Maybe YOU call a 4GHz Athlon II w/ 512MB of RAM and a 100GB hard drive a thin client, useless to Mary. I call it a dream come true. You have to postulate a Major Breakthrough within the next two-to-three years in display technology for the cost of the display not to swamp the cost of at least (more realistically) a GHz machine with 128 MB of (fast) memory. We'd probably know about it already. So, do you buy the $200 "thin client" that can't do anything on its own, or the $235 "I'd kill for this machine in 1985" that runs fifty times faster, and feels ten times more responsive?

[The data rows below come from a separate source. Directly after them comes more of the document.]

// HTTP API Error Types
use axum::{http::StatusCode, response::IntoResponse, Json};
use serde_json::{json, Value};

use crate::auth::TokenError;
use crate::database::DatabaseError;
use crate::tenant::{HostError, TenantError};

/// HTTP API error with appropriate status codes and client-friendly messages
#[derive(Debug)]
pub enum ApiError {
    // 400 Bad Request
    BadRequest(String),

    // 401 Unauthorized
    Unauthorized(String),

    // 403 Forbidden
    Forbidden(String),

    // 404 Not Found
    NotFound(String),

    // 500 Internal Server Error
    InternalServerError(String),

    // 503 Service Unavailable
    ServiceUnavailable(String),
}

impl ApiError {
    /// Get HTTP status code
    pub fn status_code(&self) -> StatusCode {
        match self {
            ApiError::BadRequest(_) => StatusCode::BAD_REQUEST,
            ApiError::Unauthorized(_) => StatusCode::UNAUTHORIZED,
            ApiError::Forbidden(_) => StatusCode::FORBIDDEN,
            ApiError::NotFound(_) => StatusCode::NOT_FOUND,
            ApiError::InternalServerError(_) => StatusCode::INTERNAL_SERVER_ERROR,
            ApiError::ServiceUnavailable(_) => StatusCode::SERVICE_UNAVAILABLE,
        }
    }

    /// Get client-safe error message
    pub fn message(&self) -> &str {
        match self {
            ApiError::BadRequest(msg) => msg,
            ApiError::Unauthorized(msg) => msg,
            ApiError::Forbidden(msg) => msg,
            ApiError::NotFound(msg) => msg,
            ApiError::InternalServerError(msg) => msg,
            ApiError::ServiceUnavailable(msg) => msg,
        }
    }

    /// Get error code for client handling
    pub fn error_code(&self) -> &'static str {
        match self {
            ApiError::BadRequest(_) => "BAD_REQUEST",
            ApiError::Unauthorized(_) => "UNAUTHORIZED",
            ApiError::Forbidden(_) => "FORBIDDEN",
            ApiError::NotFound(_) => "NOT_FOUND",
            ApiError::InternalServerError(_) => "INTERNAL_SERVER_ERROR",
            ApiError::ServiceUnavailable(_) => "SERVICE_UNAVAILABLE",
        }
    }

    /// Convert to JSON response body
    pub fn to_json(&self) -> Value {
        json!({
            "success": false,
            "error": self.message(),
            "code": self.error_code()
        })
    }
}

impl ApiError {
    pub fn bad_request(message: impl Into<String>) -> Self {
        ApiError::BadRequest(message.into())
    }

    pub fn unauthorized(message: impl Into<String>) -> Self {
        ApiError::Unauthorized(message.into())
    }

    pub fn forbidden(message: impl Into<String>) -> Self {
        ApiError::Forbidden(message.into())
    }

    pub fn not_found(message: impl Into<String>) -> Self {
        ApiError::NotFound(message.into())
    }

    pub fn internal_server_error(message: impl Into<String>) -> Self {
        ApiError::InternalServerError(message.into())
    }

    pub fn service_unavailable(message: impl Into<String>) -> Self {
        ApiError::ServiceUnavailable(message.into())
    }
}

impl From<DatabaseError> for ApiError {
    fn from(err: DatabaseError) -> Self {
        match err {
            DatabaseError::NotFound(msg) => ApiError::not_found(msg),
            DatabaseError::InvalidDatabaseName(name) => {
                tracing::error!("Refusing to open invalid database name: {}", name);
                ApiError::internal_server_error("Tenant database is misconfigured")
            }
            DatabaseError::ConfigMissing(key) => {
                tracing::error!("Database configuration missing: {}", key);
                ApiError::service_unavailable("Database is not configured")
            }
            DatabaseError::InvalidDatabaseUrl => {
                tracing::error!("DATABASE_URL could not be parsed");
                ApiError::service_unavailable("Database is not configured")
            }
            DatabaseError::InvalidRecord(msg) => {
                tracing::error!("Invalid registry record: {}", msg);
                ApiError::internal_server_error("An error occurred while processing your request")
            }
            DatabaseError::Sqlx(sqlx_err) => match sqlx_err {
                sqlx::Error::PoolTimedOut | sqlx::Error::PoolClosed | sqlx::Error::Io(_) => {
                    tracing::error!("Database unavailable: {}", sqlx_err);
                    ApiError::service_unavailable("Database temporarily unavailable")
                }
                other => {
                    // Log the real error but return generic message
                    tracing::error!("SQLx error: {}", other);
                    ApiError::internal_server_error("Database error occurred")
                }
            },
        }
    }
}

impl From<HostError> for ApiError {
    fn from(err: HostError) -> Self {
        match err {
            HostError::UnknownDomain(_) => ApiError::not_found(err.to_string()),
            HostError::MissingHost
            | HostError::NestedSubdomain(_)
            | HostError::InvalidSubdomain(_) => ApiError::bad_request(err.to_string()),
        }
    }
}

impl From<TenantError> for ApiError {
    fn from(err: TenantError) -> Self {
        match err {
            TenantError::Host(host_err) => host_err.into(),
            TenantError::UnknownTrust(_) => ApiError::not_found(err.to_string()),
            TenantError::TrustInactive { .. } => ApiError::forbidden(err.to_string()),
            TenantError::Database(db_err) => db_err.into(),
        }
    }
}

impl From<TokenError> for ApiError {
    fn from(err: TokenError) -> Self {
        match err {
            TokenError::SecretMissing => {
                tracing::error!("JWT secret is not configured");
                ApiError::internal_server_error("Authentication is not configured")
            }
            TokenError::ScopeMismatch | TokenError::InsufficientRole(_) => {
                ApiError::forbidden(err.to_string())
            }
            other => ApiError::unauthorized(other.to_string()),
        }
    }
}

// Standard error trait implementations
impl std::fmt::Display for ApiError {
    fn fmt(&self, f: &mut std::fmt::Formatter<'_>) -> std::fmt::Result {
        write!(f, "{}", self.message())
    }
}

impl std::error::Error for ApiError {}

// Automatic HTTP response conversion for Axum
impl IntoResponse for ApiError {
    fn into_response(self) -> axum::response::Response {
        (self.status_code(), Json(self.to_json())).into_response()
    }
}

(I made a couple of assumptions in this post. But one way or another, Mary needs a super computer in her home. Either for use that looks like modern use, or to serve as the central server for the house. I, and many others, even amoung the computer non-savvy, will NOT farm my data out to a foriegn entity! .NET does not eliminate the need for fast computers, it just moves it. And the need for more power will be with us for a while yet. We're in a computation bubble here, but voice technology, video streaming, REAL teleconferencing, better video games, and a lot of truly desirable things are still waiting for us over the computation power horizen. And that's just the applications we KNOW about...)

Re:There are two types of people out there......

[Radical+Rad]

Devoting compute cycles to specific, worthy causes is great, but the point of an ISOS would be to make all connected hosts more powerful and efficient. If I want to factor a large prime or predict the weather, I might have hundreds or maybe thousands of otherwise idle computers available to help with the task. So each processor is constantly busy.

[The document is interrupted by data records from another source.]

pub mod auth;
pub mod resolve_tenant;
pub mod response;

pub use auth::{require_system_admin_middleware, require_token_middleware, AuthUser};
pub use resolve_tenant::resolve_tenant_middleware;
pub use response::{ApiResponse, ApiResult};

Privacy is very important but can certainly be worked out. For one thing, data could be stored in "bit stripes" so that each byte of your data is split into 8 separate streams but stored in more than 8 foreign hosts for redundancy and availability reasons. In that way no one could reconstruct any portion of your data from fragments on their drive and no laws could be broken by storing chains of bits.

Also private and public space could be partitioned off so that things you want kept on your system would stay there and only data associated with your weather predicting program would get stored on the ISOS. And quotas would need to be enforced so that if you donate 100GB to the ISOS storage then you may store, say 30GB (due to redundancy) in the distributed system yourself.

And perhaps your CPU's MIPS rating and uptime could be tracked to keep things fair. Then it would be almost like your computer storing up its processor cycles and getting them back all at once when you have a job to run. Grid computing makes sense and a World Wide Grid could make sense if it is feasible and the logistics could be worked out. Imagine everyone everywhere having the power of a supercomputer at their disposal.

Re:And what about the bandwidth?

[Salamander]

I wonder how upset this individual in Helsinki would be if Mary decided to format her hard disk in the midst of his movie

The Helsinki user is no worse off in this scenario than if Mary's machine were a web server.

I wonder how much bandwidth that cost to prevent this 'just in case' scenario?

We all know that such "just in cases" do actually occur. The only solution to data-loss is redundant copies of the data, maintained either manually (explicit backups) or automatically (transparent mirroring or replication). The authors' idea is to go for automatic replication, and once you have that you might as well use the replicas to improve performance by allowing them to serve data to nearby nodes. This can actually result in less overall bandwidth than traditional approaches, because each node is going somewhere relatively close to get data instead of choking up a central server.

That actually highlights a flaw in the example as given in the article. It would be quite abnormal for someone in Helsinki to be going half-way around the world to get the data, because there should be a nearer replica. It would be more accurate, though perhaps less compelling, to say that Mary's machine was being used as a "staging area" for other local users watching the same movie from Helsinki that Mary just watched ten minutes ago. That would IMO convey the idea of an ISOS (actually the data-store part of it) actually reducing network bandwidth while also improving robustness.